EXCERPTED RECORDS START

//! Response handling for completions.

use crate::accumulator::ResponseAccumulator;
use crate::types::{FinishReason, StreamEvent, Usage};
use crate::Error;
use futures_util::stream::{Stream, StreamExt};
use std::pin::Pin;

/// A lazy, finite stream of generated text chunks.
///
/// Yields each chunk as soon as it is decoded. A transport failure ends the
/// stream with a single `Err`; chunks yielded before it remain valid.
/// Dropping the stream releases the underlying connection.
pub type TextStream = Pin<Box<dyn Stream<Item = Result<String, Error>> + Send>>;

/// The raw event stream behind a [`Response`].
pub type EventStream = Pin<Box<dyn Stream<Item = Result<StreamEvent, Error>> + Send>>;

/// A complete, buffered response.
#[derive(Debug, Clone, PartialEq)]
pub struct CompleteResponse {
    pub content: String,
    pub finish_reason: Option<FinishReason>,
    pub usage: Option<Usage>,
}

/// Response from a provider that can be streamed or buffered.
pub struct Response {
    stream: EventStream,
}

impl Response {
    /// Create a new response from a stream of events.
    pub fn from_stream<S>(stream: S) -> Self
    where
        S: Stream<Item = Result<StreamEvent, Error>> + Send + 'static,
    {
        Self {
            stream: Box::pin(stream),
        }
    }

    /// Create an already-complete response, as returned by a non-streaming call.
    pub fn from_complete(complete: CompleteResponse) -> Self {
        let events = vec![
            Ok(StreamEvent::ContentDelta {
                delta: complete.content,
            }),
            Ok(StreamEvent::Done {
                finish_reason: complete.finish_reason,
                usage: complete.usage,
            }),
        ];
        Self::from_stream(futures_util::stream::iter(events))
    }

    /// Buffer the entire response by consuming the stream.
    pub async fn buffer(mut self) -> Result<CompleteResponse, Error> {
        let mut accumulator = ResponseAccumulator::new();

        while let Some(event) = self.stream.next().await {
            accumulator.process_event(event?);
        }

        Ok(accumulator.finalize())
    }

    /// Get just the text content (convenience method).
    pub async fn text(self) -> Result<String, Error> {
        Ok(self.buffer().await?.content)
    }

    /// Stream only the text chunks, skipping empty deltas and completion markers.
    pub fn text_stream(self) -> TextStream {
        Box::pin(self.stream.filter_map(|event| async move {
            match event {
                Ok(StreamEvent::ContentDelta { delta }) if !delta.is_empty() => Some(Ok(delta)),
                Ok(_) => None,
                Err(e) => Some(Err(e)),
            }
        }))
    }
}

#[cfg(test)]
mod tests {
    use super::*;
    use futures_util::stream;

    fn delta(text: &str) -> Result<StreamEvent, Error> {
        Ok(StreamEvent::ContentDelta {
            delta: text.to_string(),
        })
    }

    #[tokio::test]
    async fn test_response_buffering() {
        let events = vec![
            delta("Test "),
            delta("response"),
            Ok(StreamEvent::Done {
                finish_reason: Some(FinishReason::Stop),
                usage: None,
            }),
        ];

        let response = Response::from_stream(stream::iter(events));
        let complete = response.buffer().await.unwrap();
        assert_eq!(complete.content, "Test response");
        assert_eq!(complete.finish_reason, Some(FinishReason::Stop));
    }

    #[tokio::test]
    async fn test_from_complete_round_trips() {
        let complete = CompleteResponse {
            content: "Hello".to_string(),
            finish_reason: Some(FinishReason::Stop),
            usage: Some(Usage::default()),
        };

        let buffered = Response::from_complete(complete.clone())
            .buffer()
            .await
            .unwrap();
        assert_eq!(buffered, complete);
    }

    #[tokio::test]
    async fn test_text_stream_skips_markers() {
        let events = vec![
            delta("a"),
            delta(""),
            delta("b"),
            Ok(StreamEvent::Done {
                finish_reason: None,
                usage: None,
            }),
        ];

        let chunks: Vec<String> = Response::from_stream(stream::iter(events))
            .text_stream()
            .map(|chunk| chunk.unwrap())
            .collect()
            .await;
        assert_eq!(chunks, vec!["a", "b"]);
    }

    #[tokio::test]
    async fn test_text_stream_keeps_chunks_before_failure() {
        let events = vec![
            delta("partial "),
            delta("output"),
            Err(Error::network("connection reset")),
        ];

        let mut chunks = Response::from_stream(stream::iter(events)).text_stream();
        assert_eq!(chunks.next().await.unwrap().unwrap(), "partial ");
        assert_eq!(chunks.next().await.unwrap().unwrap(), "output");
        assert!(matches!(chunks.next().await, Some(Err(Error::Network(_)))));
        assert!(chunks.next().await.is_none());
    }

    #[tokio::test]
    async fn test_buffer_surfaces_error() {
        let events = vec![delta("partial"), Err(Error::network("reset"))];
        let result = Response::from_stream(stream::iter(events)).text().await;
        assert!(matches!(result, Err(Error::Network(_))));
    }
}
use serde::{Deserialize, Serialize};

use super::message::ChatMessage;
use crate::Error;

pub const DEFAULT_MAX_TOKENS: u32 = 4096;
pub const DEFAULT_TEMPERATURE: f32 = 0.7;

/// Sampling parameters shared by every call shape.
#[derive(Debug, Clone, Copy, PartialEq)]
pub struct GenerationOptions {
    pub max_tokens: u32,
    pub temperature: f32,
}

impl GenerationOptions {
    pub fn with_max_tokens(mut self, max_tokens: u32) -> Self {
        self.max_tokens = max_tokens;
        self
    }

    pub fn with_temperature(mut self, temperature: f32) -> Self {
        self.temperature = temperature;
        self
    }
}

impl Default for GenerationOptions {
    fn default() -> Self {
        Self {
            max_tokens: DEFAULT_MAX_TOKENS,
            temperature: DEFAULT_TEMPERATURE,
        }
    }
}

/// Token usage information.
#[derive(Debug, Clone, Default, PartialEq, Serialize, Deserialize)]
pub struct Usage {
    #[serde(default)]
    pub prompt_tokens: u32,
    #[serde(default)]
    pub completion_tokens: u32,
    #[serde(default)]
    pub total_tokens: u32,
}

/// Request handed to a provider, one per call.
#[derive(Debug, Clone, PartialEq)]
pub struct CompletionRequest {
    pub model: String,
    pub messages: Vec<ChatMessage>,
    pub max_tokens: u32,
    pub temperature: f32,
    pub stream: bool,
}

impl CompletionRequest {
    /// Build a request, rejecting `max_tokens == 0` and temperatures outside `[0, 2]`.
    pub fn new(
        model: impl Into<String>,
        messages: Vec<ChatMessage>,
        options: GenerationOptions,
        stream: bool,
    ) -> Result<Self, Error> {
        if options.max_tokens == 0 {
            return Err(Error::invalid_request("max_tokens must be greater than 0"));
        }
        if !(0.0..=2.0).contains(&options.temperature) {
            return Err(Error::invalid_request(format!(
                "temperature must be within [0, 2], got {}",
                options.temperature
            )));
        }
        if messages.is_empty() {
            return Err(Error::invalid_request("at least one message is required"));
        }

        Ok(Self {
            model: model.into(),
            messages,
            max_tokens: options.max_tokens,
            temperature: options.temperature,
            stream,
        })
    }
}
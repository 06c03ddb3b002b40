use thiserror::Error;

/// Boxed transport error carried by [`Error::Network`].
pub type BoxError = Box<dyn std::error::Error + Send + Sync>;

/// Errors that can occur when using the cerebras-client library.
#[derive(Error, Debug)]
pub enum Error {
    #[error("CEREBRAS_API_KEY not set. Export it or add it to ~/.config/cerebras/config")]
    MissingCredential,

    #[error("Unknown preset '{0}'. Valid presets are: refactor, test, docs, types, translate, explain")]
    UnknownPreset(String),

    #[error("Network error: {0}")]
    Network(#[source] BoxError),

    #[error("Cerebras API error {status_code}: {body}")]
    Api { status_code: u16, body: String },

    #[error("Serialization error: {0}")]
    Serialization(#[from] serde_json::Error),

    #[error("Streaming error: {0}")]
    Streaming(String),

    #[error("Invalid request: {0}")]
    InvalidRequest(String),

    #[error("Invalid configuration: {0}")]
    Config(String),
}

impl Error {
    pub fn api(status_code: u16, body: impl Into<String>) -> Self {
        Error::Api {
            status_code,
            body: body.into(),
        }
    }

    pub fn network(source: impl Into<BoxError>) -> Self {
        Error::Network(source.into())
    }

    pub fn config(message: impl Into<String>) -> Self {
        Error::Config(message.into())
    }

    pub fn streaming(message: impl Into<String>) -> Self {
        Error::Streaming(message.into())
    }

    pub fn invalid_request(message: impl Into<String>) -> Self {
        Error::InvalidRequest(message.into())
    }

    /// HTTP status of an [`Error::Api`], if this is one.
    pub fn status_code(&self) -> Option<u16> {
        match self {
            Error::Api { status_code, .. } => Some(*status_code),
            _ => None,
        }
    }

    /// The server rejected the API key (HTTP 401).
    pub fn is_auth_error(&self) -> bool {
        self.status_code() == Some(401)
    }

    /// The server is rate limiting this key (HTTP 429).
    pub fn is_rate_limited(&self) -> bool {
        self.status_code() == Some(429)
    }
}

impl From<reqwest::Error> for Error {
    fn from(err: reqwest::Error) -> Self {
        Error::Network(Box::new(err))
    }
}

EXCERPTED RECORDS END

# ABOUT THIS EXERCISE
Where the data above reaches the line holding "let complete = response.buffer().await.unwrap();", begin printing, and stop after the line holding "async fn test_buffer_surfaces_error()". Each line must be reproduced exactly, with nothing else added.

# TASK RESULT
        let complete = response.buffer().await.unwrap();
        assert_eq!(complete.content, "Test response");
        assert_eq!(complete.finish_reason, Some(FinishReason::Stop));
    }

    #[tokio::test]
    async fn test_from_complete_round_trips() {
        let complete = CompleteResponse {
            content: "Hello".to_string(),
            finish_reason: Some(FinishReason::Stop),
            usage: Some(Usage::default()),
        };

        let buffered = Response::from_complete(complete.clone())
            .buffer()
            .await
            .unwrap();
        assert_eq!(buffered, complete);
    }

    #[tokio::test]
    async fn test_text_stream_skips_markers() {
        let events = vec![
            delta("a"),
            delta(""),
            delta("b"),
            Ok(StreamEvent::Done {
                finish_reason: None,
                usage: None,
            }),
        ];

        let chunks: Vec<String> = Response::from_stream(stream::iter(events))
            .text_stream()
            .map(|chunk| chunk.unwrap())
            .collect()
            .await;
        assert_eq!(chunks, vec!["a", "b"]);
    }

    #[tokio::test]
    async fn test_text_stream_keeps_chunks_before_failure() {
        let events = vec![
            delta("partial "),
            delta("output"),
            Err(Error::network("connection reset")),
        ];

        let mut chunks = Response::from_stream(stream::iter(events)).text_stream();
        assert_eq!(chunks.next().await.unwrap().unwrap(), "partial ");
        assert_eq!(chunks.next().await.unwrap().unwrap(), "output");
        assert!(matches!(chunks.next().await, Some(Err(Error::Network(_)))));
        assert!(chunks.next().await.is_none());
    }

    #[tokio::test]
    async fn test_buffer_surfaces_error() {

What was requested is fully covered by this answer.